A inversão de valores e os vagabundos no país do golpe

Na esfera pública, está valendo comemorar ataque covarde de PM, chamar trabalhador de preguiçoso e celebrar retirada de colchão de morador de rua. Só não se pode criticar as reformas de Temer. Porque aí é coisa de vagabundo

Manifestantes com faixa contra o golpe durante Protesto Fora Temer realizado no Centro Cívico em Curitiba, PR.
Manifestantes com faixa contra o golpe durante Protesto Fora Temer realizado no Centro Cívico em Curitiba, PR. (Foto: Guilherme Coutinho)
Siga o Brasil 247 no Google News Assine a Newsletter 247

Os tempos estão sombrios no país do golpe. Desde quando parte da população foi às ruas de forma misógina e colérica para exigir a deposição injusta de uma mulher honesta, as discussões políticas no país estão cada vez mais assustadoras.
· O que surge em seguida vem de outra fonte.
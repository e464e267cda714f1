//! Risk score normalization

/// Bring a backend score onto the 0-100 display scale.
///
/// Scores in `[0, 1]` are read as fractions and scaled; anything else is
/// only rounded, so out-of-range values are displayed as received. An
/// integer score of exactly 0 or 1 cannot be told apart from a fraction and
/// is read as one.
pub fn normalize_score(score: Option<f64>) -> Option<i64> {
    let score = score.filter(|s| s.is_finite())?;

    if (0.0..=1.0).contains(&score) {
        Some(round_half_up(score * 100.0))
    } else {
        Some(round_half_up(score))
    }
}

/// `"{n} / 100"` as shown on the result card
pub fn score_label(score: Option<f64>) -> Option<String> {
    normalize_score(score).map(|n| format!("{} / 100", n))
}

/// `"{n}/100"` or `"-"` as shown in the history table
pub fn score_cell(score: Option<f64>) -> String {
    normalize_score(score)
        .map(|n| format!("{}/100", n))
        .unwrap_or_else(|| "-".to_string())
}

// Halves round toward positive infinity (-2.5 -> -2). `value + 0.5` would
// itself round up just below a half (0.49999999999999994 -> 1).
fn round_half_up(value: f64) -> i64 {
    let rounded = value.round();
    if rounded - value == -0.5 {
        (rounded + 1.0) as i64
    } else {
        rounded as i64
    }
}

#[cfg(test)]
mod tests {
    use super::*;

    #[test]
    fn test_fractional_scores() {
        assert_eq!(normalize_score(Some(0.42)), Some(42));
        assert_eq!(normalize_score(Some(0.7)), Some(70));
        assert_eq!(normalize_score(Some(0.0)), Some(0));
    }

    #[test]
    fn test_integer_scale_passthrough() {
        assert_eq!(normalize_score(Some(85.0)), Some(85));
        assert_eq!(normalize_score(Some(42.4)), Some(42));
        assert_eq!(normalize_score(Some(150.0)), Some(150));
        assert_eq!(normalize_score(Some(-3.0)), Some(-3));
    }

    #[test]
    fn test_one_is_read_as_fraction() {
        assert_eq!(normalize_score(Some(1.0)), Some(100));
    }

    #[test]
    fn test_missing_score() {
        assert_eq!(normalize_score(None), None);
        assert_eq!(normalize_score(Some(f64::NAN)), None);
        assert_eq!(score_cell(None), "-");
        assert_eq!(score_label(None), None);
    }

    #[test]
    fn test_half_rounding() {
        assert_eq!(normalize_score(Some(0.125)), Some(13));
        assert_eq!(normalize_score(Some(2.5)), Some(3));
        assert_eq!(normalize_score(Some(-2.5)), Some(-2));
        assert_eq!(normalize_score(Some(-50.5)), Some(-50));
    }

    #[test]
    fn test_just_below_half_rounds_down() {
        let below_half = 0.49999999999999994_f64;
        assert!(below_half < 0.5);
        assert_eq!(round_half_up(below_half), 0);
        assert_eq!(round_half_up(-below_half), 0);
    }

    #[test]
    fn test_display_forms() {
        assert_eq!(score_label(Some(0.7)).as_deref(), Some("70 / 100"));
        assert_eq!(score_cell(Some(85.0)), "85/100");
    }
}
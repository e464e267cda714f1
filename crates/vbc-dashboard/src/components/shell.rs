//! Page frame: background, header, intro, tabs and footer

use chrono::Datelike;
use leptos::*;
use vbc_core::{Tab, Theme};

use super::{Header, Tabs};
use crate::style;

const CHIPS: [&str; 3] = [
    "IA treinada no contexto de golpes bancários",
    "Motor de regras simula time de risco",
    "Persistência de histórico de URLs",
];

#[component]
pub fn Shell(children: Children) -> impl IntoView {
    let theme = expect_context::<RwSignal<Theme>>();
    let is_dark = move || theme.get().is_dark();

    let highlight = move || {
        if is_dark() {
            "font-medium text-slate-200"
        } else {
            "font-medium text-slate-900"
        }
    };

    let chip_class = move || {
        let colors = if is_dark() {
            "border-slate-600 text-slate-300 bg-slate-900/60"
        } else {
            "border-slate-300 text-slate-700 bg-slate-100"
        };
        format!("px-2.5 py-1 rounded-full text-[11px] border {}", colors)
    };

    let learn_more_class = move || {
        let colors = if is_dark() {
            "border-red-500/80 text-red-200 bg-red-600/10 hover:bg-red-600 hover:text-white"
        } else {
            "border-red-500/80 text-red-600 bg-white hover:bg-red-100 hover:text-red-700"
        };
        format!(
            "mt-1 inline-flex items-center gap-1 rounded-full border text-[11px] font-medium px-3 py-1 transition-colors shadow-sm {}",
            colors
        )
    };

    let year = chrono::Local::now().year();

    view! {
        <div class=move || format!(
            "min-h-screen flex items-center justify-center relative overflow-hidden px-4 py-8 transition-colors {}",
            style::page(theme.get())
        )>
            <div class="relative w-full max-w-6xl">
                <div class=move || format!(
                    "rounded-3xl border shadow-[0_26px_90px_rgba(0,0,0,0.55)] px-6 py-6 md:px-10 md:py-8 {}",
                    style::card(theme.get())
                )>
                    <Header/>

                    <div class="text-center mb-6 space-y-2">
                        <h1 class=move || format!(
                            "text-2xl md:text-3xl font-semibold tracking-tight {}",
                            style::strong_text(theme.get())
                        )>
                            "Verificação inteligente de links de \"valores a receber\""
                        </h1>
                        <p class=move || format!(
                            "text-[12px] md:text-[13px] max-w-2xl mx-auto {}",
                            style::muted_text(theme.get())
                        )>
                            "Antes de o usuário clicar, o módulo valida a URL combinando "
                            <span class=highlight>"IA generativa"</span>
                            ", "
                            <span class=highlight>"motor de regras antifraude"</span>
                            " e "
                            <span class=highlight>"base de whitelist/blacklist"</span>
                            " focada no golpe de \"valores a receber\"."
                        </p>

                        <div class="flex flex-wrap justify-center gap-2 mt-2">
                            {CHIPS.into_iter().map(|chip| view! {
                                <span class=chip_class>{chip}</span>
                            }).collect_view()}
                            <a href=Tab::Arquitetura.path() class=learn_more_class>
                                "Saiba mais sobre o projeto"
                            </a>
                        </div>
                    </div>

                    <Tabs/>

                    {children()}

                    <div class="mt-6 flex flex-wrap items-center justify-between gap-2 text-[10px]">
                        <span class=move || style::muted_text(theme.get())>
                            "Projeto acadêmico – Módulo antifraude focado no golpe de \"valores a receber\"."
                        </span>
                        <span class=move || style::muted_text(theme.get())>
                            "VerificaBC · " {year}
                        </span>
                    </div>
                </div>
            </div>
        </div>
    }
}
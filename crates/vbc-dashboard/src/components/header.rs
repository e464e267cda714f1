//! Brand header with the theme toggle

use leptos::*;
use vbc_core::Theme;

use crate::style;

#[component]
pub fn Header() -> impl IntoView {
    let theme = expect_context::<RwSignal<Theme>>();

    let toggle_class = move || {
        let colors = if theme.get().is_dark() {
            "border-slate-600 bg-slate-900/80 hover:bg-slate-800 text-slate-100"
        } else {
            "border-slate-300 bg-white hover:bg-slate-100 text-slate-800"
        };
        format!(
            "flex items-center gap-2 text-xs px-3 py-1.5 rounded-full border transition-colors {}",
            colors
        )
    };

    view! {
        <div class="flex items-center justify-between gap-4 mb-6">
            <div class="flex items-center gap-3">
                <div class="w-11 h-11 rounded-2xl bg-gradient-to-br from-red-500 via-red-600 to-red-700 flex items-center justify-center text-white font-bold text-2xl shadow-lg">
                    "B"
                </div>
                <div>
                    <p class=move || format!("text-sm font-semibold tracking-tight {}", style::strong_text(theme.get()))>
                        "VerificaBC"
                    </p>
                    <p class=move || format!("text-[11px] {}", style::muted_text(theme.get()))>
                        "Módulo antifraude · Golpe \"valores a receber\""
                    </p>
                </div>
            </div>

            <button
                type="button"
                class=toggle_class
                on:click=move |_| theme.update(|t| *t = t.toggle())
            >
                <span class="text-[11px]">
                    "Tema: " <strong>{move || theme.get().label()}</strong>
                </span>
                <span>{move || if theme.get().is_dark() { "🌙" } else { "☀️" }}</span>
            </button>
        </div>
    }
}
//! Timestamp display

use chrono::{DateTime, Local, NaiveDate, NaiveDateTime, TimeZone, Utc};

const DISPLAY_FORMAT: &str = "%d/%m/%Y, %H:%M:%S";

/// Format an ISO-8601 timestamp in local time, pt-BR layout.
///
/// Missing or unparseable input yields an empty string.
pub fn format_date(iso: Option<&str>) -> String {
    format_date_in(iso, &Local)
}

/// Same as [`format_date`] for an explicit time zone
pub fn format_date_in<Tz>(iso: Option<&str>, tz: &Tz) -> String
where
    Tz: TimeZone,
    Tz::Offset: std::fmt::Display,
{
    let Some(iso) = iso.map(str::trim).filter(|s| !s.is_empty()) else {
        return String::new();
    };

    let with_offset = DateTime::parse_from_rfc3339(iso)
        .or_else(|_| DateTime::parse_from_str(iso, "%Y-%m-%dT%H:%M:%S%.f%z"));
    if let Ok(parsed) = with_offset {
        return parsed.with_timezone(tz).format(DISPLAY_FORMAT).to_string();
    }

    // Date-only values are midnight UTC
    if let Ok(date) = NaiveDate::parse_from_str(iso, "%Y-%m-%d") {
        return match date.and_hms_opt(0, 0, 0) {
            Some(midnight) => Utc
                .from_utc_datetime(&midnight)
                .with_timezone(tz)
                .format(DISPLAY_FORMAT)
                .to_string(),
            None => String::new(),
        };
    }

    // Offset-less timestamps are wall-clock time in the given zone
    let naive = NaiveDateTime::parse_from_str(iso, "%Y-%m-%dT%H:%M:%S%.f")
        .or_else(|_| NaiveDateTime::parse_from_str(iso, "%Y-%m-%dT%H:%M"));

    match naive {
        Ok(naive) => match tz.from_local_datetime(&naive).earliest() {
            Some(local) => local.format(DISPLAY_FORMAT).to_string(),
            None => String::new(),
        },
        Err(_) => {
            tracing::debug!("Unparseable timestamp: {}", iso);
            String::new()
        }
    }
}

#[cfg(test)]
mod tests {
    use super::*;
    use chrono::FixedOffset;

    #[test]
    fn test_utc_timestamp() {
        assert_eq!(
            format_date_in(Some("2024-01-15T10:30:05Z"), &Utc),
            "15/01/2024, 10:30:05"
        );
    }

    #[test]
    fn test_offset_conversion() {
        let brt = FixedOffset::west_opt(3 * 3600).unwrap();
        assert_eq!(
            format_date_in(Some("2024-01-15T10:30:05.123Z"), &brt),
            "15/01/2024, 07:30:05"
        );
    }

    #[test]
    fn test_offsetless_timestamp_is_local() {
        let brt = FixedOffset::west_opt(3 * 3600).unwrap();
        assert_eq!(
            format_date_in(Some("2024-01-15T10:30:05.5"), &brt),
            "15/01/2024, 10:30:05"
        );
    }

    #[test]
    fn test_basic_offset() {
        assert_eq!(
            format_date_in(Some("2025-11-15T20:35:01+0000"), &Utc),
            "15/11/2025, 20:35:01"
        );
        let brt = FixedOffset::west_opt(3 * 3600).unwrap();
        assert_eq!(
            format_date_in(Some("2025-11-15T20:35:01-0300"), &brt),
            "15/11/2025, 20:35:01"
        );
    }

    #[test]
    fn test_date_only_is_midnight_utc() {
        assert_eq!(
            format_date_in(Some("2025-11-15"), &Utc),
            "15/11/2025, 00:00:00"
        );
        let brt = FixedOffset::west_opt(3 * 3600).unwrap();
        assert_eq!(
            format_date_in(Some("2025-11-15"), &brt),
            "14/11/2025, 21:00:00"
        );
    }

    #[test]
    fn test_invalid_input() {
        assert_eq!(format_date_in(None, &Utc), "");
        assert_eq!(format_date_in(Some(""), &Utc), "");
        assert_eq!(format_date_in(Some("ontem"), &Utc), "");
    }
}
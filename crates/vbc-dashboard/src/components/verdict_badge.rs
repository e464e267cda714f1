//! Verdict pill used in the history table

use leptos::*;
use vbc_core::CheckResult;

use crate::style;

#[component]
pub fn VerdictBadge(result: CheckResult) -> impl IntoView {
    let tone = result.verdict_class().presentation().tone;

    view! {
        <span class=format!(
            "inline-flex items-center px-2 py-0.5 rounded-full border text-[10px] {}",
            style::tone_badge(tone)
        )>
            {result.verdict_token()}
        </span>
    }
}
Na esfera pública, está valendo comemorar ataque covarde de PM, chamar trabalhador de preguiçoso e celebrar retirada de colchão de morador de rua. Só não se pode criticar as reformas de Temer. Porque aí é coisa de vagabundo.

A agressão, injustificável e criminosa, de um PM a um manifestante em Goiânia poderia ser a deixa para uma rica discussão sobre liberdades e repressão. Mas foi muito triste ver pessoas linchando virtualmente a vítima que, na UTI, nem ao menos estava apta a se defender. A “acusação” contra Mateus foi sintomática de um povo culturalmente subdesenvolvido: ele era estudante aos 33 anos. Na lógica invertida da mediocracia, ser estudante também é coisa de vagabundo.

Aliás, culpabilizar a vítima não tem sido novidade por aqui. Mulheres que sofreram violência sexual são frequentemente responsabilizadas, por estarem, supostamente, usando roupas ou cor de batom provocativos. Nada mais arcaico e primitivo. Mas este é o brasil de hoje. Aqui racismo virou opinião, homofobia questão de princípio e rebelião em presídio, show de TV. Não pode ser contra mortes no sistema prisional. Defender Direitos Humanos também é coisa de vagabundo.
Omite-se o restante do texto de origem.